A.) Believe it or not, I’ve only played a few venues in Charlotte. The first one being Common Market in Plaza Midwood when I was a member of Pinko for basically one night and the second one was Amos Southend with Marla. The rest of our shows were booked across North Carolina from the triangle area to Wilmington.Ever since I switched up the style of music I perform, I haven’t actually played any venues in Charlotte as an electronic musician. This more or less inspired me throughout 2020 since I told myself, “Well, covid eliminated virtually all of my options to perform live anywhere, and even if it wasn’t a thing, the people I talked to about booking shows keep telling me the same thing: ‘we don’t play your kind of music here’. So I might as well just stream live on Instagram and Twitch in the meantime. At least that way I can perform without anyone playing gatekeeper with an audience that genuinely likes what I do.”Post-covid, I’d definitely be open to performing at venues that could realistically see me playing live shows, but even EDM clubs like SERJ won’t consider future garage or techno apparently. Maybe more electronic venues with a diverse range of subgenres will pop up in Charlotte. That would be pretty fun to experience.
Q7.) Last Question; RF20XX is half ‘n’ half music and gaming. What are your favorite games, or what was something you loved to play back when?

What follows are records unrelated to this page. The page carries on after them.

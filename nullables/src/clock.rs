//! Nullable clock: deterministic time for testing.

use soulcheck_types::Timestamp;
use std::cell::Cell;

/// A deterministic session clock.
///
/// Time only advances when you tell it to.
pub struct NullClock {
    current: Cell<u64>,
}

impl NullClock {
    pub fn new(initial_ms: u64) -> Self {
        Self {
            current: Cell::new(initial_ms),
        }
    }

    /// Get the current time.
    pub fn now(&self) -> Timestamp {
        Timestamp::new(self.current.get())
    }

    /// Advance time by a number of milliseconds and return the new time.
    pub fn advance(&self, ms: u64) -> Timestamp {
        self.current.set(self.current.get() + ms);
        self.now()
    }

    /// Set the time to a specific value.
    pub fn set(&self, ms: u64) {
        self.current.set(ms);
    }
}

impl Default for NullClock {
    fn default() -> Self {
        Self::new(0)
    }
}

#[cfg(test)]
mod tests {
    use super::*;

    #[test]
    fn advances_only_on_request() {
        let clock = NullClock::default();
        assert_eq!(clock.now(), Timestamp::ZERO);
        assert_eq!(clock.advance(150), Timestamp::new(150));
        assert_eq!(clock.now(), Timestamp::new(150));
        clock.set(10);
        assert_eq!(clock.now(), Timestamp::new(10));
    }
}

A.) I’m a pretty big fan of anything Nintendo or Sega-related from the early 2000s. When I was a kid, you couldn’t get me to stop playing Pokemon Sapphire, Super Mario 64, or Sonic Adventure 2 Battle. When I completed the entire Pokedex in Sapphire (including catching all the generation one and two Pokemon), that was probably one of the greatest feelings I ever had from playing a game. Another honorable mention is Tamagotchi if you can count that as a video game. Basically, if a game involved anything that needed to level up and evolve, I was sold on it.
Brenden Sica can now be found on both Spotify as well as on Bandcamp under his name, while Spotify listeners should check out Machine PNG for tracks specific to the streaming platform.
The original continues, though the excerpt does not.